Management work to trees carried out during the late winter always proves beneficial and particularly so to our many pollard trees. However, it seems quite impossible to impress upon people the benefits and traditions of managing pollard trees. Pollards used to be an essential part of the countryside which is why they have been put back into the riverside landscape. The charity’s countryside management is all about tradition and conservation even if modern methods are employed and it is always a very great pity when people become needlessly upset about the management that the charity carries out. It is not possible to reach out to everyone but concerned individuals can always contact the charity or speak to the rangers.
Back in the early spring the centenary willows, marking the first hundred years of the charity, were repollarded. Following this work a volunteer ranger came across a very distraught lady hugging one of the pollarded trees and apologizing to it for the supposedly brutal treatment meted out to it. Clearly she had no concept or appreciation of this ancient management technique which, instead of sealing the fate of the tree, actually rejuvenates and revitalises the it so that it will live considerably longer than if it were left to complete its natural cycle of growth and decay. By the end of July the trees had already put over two metres of fresh growth and they really do add something to the landscape.

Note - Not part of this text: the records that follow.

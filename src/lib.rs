pub mod api;
pub mod bounds;
pub mod config;
pub mod state;
use geo::{Destination, Haversine, Point};
use serde::{Deserialize, Serialize};

/// Kilometres per degree of latitude.
const KM_PER_DEGREE: f64 = 111.0;

pub const DEFAULT_LATITUDE_SPAN: f64 = 0.00922;
pub const DEFAULT_LONGITUDE_SPAN: f64 = 0.00521;

/// Visible map region as reported by the map widget.
#[derive(Debug, Clone, Copy, PartialEq, Serialize, Deserialize)]
#[serde(rename_all = "camelCase")]
pub struct Viewport {
    pub center_latitude: f64,
    pub center_longitude: f64,
    pub latitude_span: f64,
    pub longitude_span: f64,
}

impl Viewport {
    /// Region centred on a point with the default zoom of the map screens.
    pub fn around(lat: f64, lon: f64) -> Self {
        Self {
            center_latitude: lat,
            center_longitude: lon,
            latitude_span: DEFAULT_LATITUDE_SPAN,
            longitude_span: DEFAULT_LONGITUDE_SPAN,
        }
    }
}

#[derive(Debug, Clone, Copy, PartialEq, Serialize, Deserialize)]
pub struct GeoBoundingBox {
    pub south: f64,
    pub west: f64,
    pub north: f64,
    pub east: f64,
}

/// Projects the viewport centre outwards by half of each span along the four
/// compass bearings.
///
/// Spans are converted to distances with the flat 111 km/degree rule, then
/// walked along the sphere, so the box follows real ground distance rather
/// than the raw angular deltas. Zero or negative spans, and viewports touching
/// a pole or the antimeridian, are not handled.
pub fn compute_bounds(viewport: &Viewport) -> GeoBoundingBox {
    let center = Point::new(viewport.center_longitude, viewport.center_latitude);

    let vertical_m = KM_PER_DEGREE * viewport.latitude_span / 2.0 * 1000.0;
    let horizontal_m = KM_PER_DEGREE * viewport.longitude_span / 2.0 * 1000.0;

    let south = Haversine.destination(center, 180.0, vertical_m);
    let west = Haversine.destination(center, -90.0, horizontal_m);
    let north = Haversine.destination(center, 0.0, vertical_m);
    let east = Haversine.destination(center, 90.0, horizontal_m);

    GeoBoundingBox {
        south: south.y(),
        west: west.x(),
        north: north.y(),
        east: east.x(),
    }
}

On the Valley Trail hard work has paid off, for the time being, in the continuing effort to promote the Deptford Pink. This species is Britain’s fastest declining wild plant and only the most determined of conservation efforts will save it from extinction within the foreseeable future. The Sudbury site is vulnerable to all manner of pressures including the desire by some to plant their own garden flowers at the site. These will continue to be removed so that garden plants do not become a component of the wild flower assemblage. Such competition for the Deptford Pink will put it under further pressure and possibly hasten its demise at its last remaining site in East Anglia.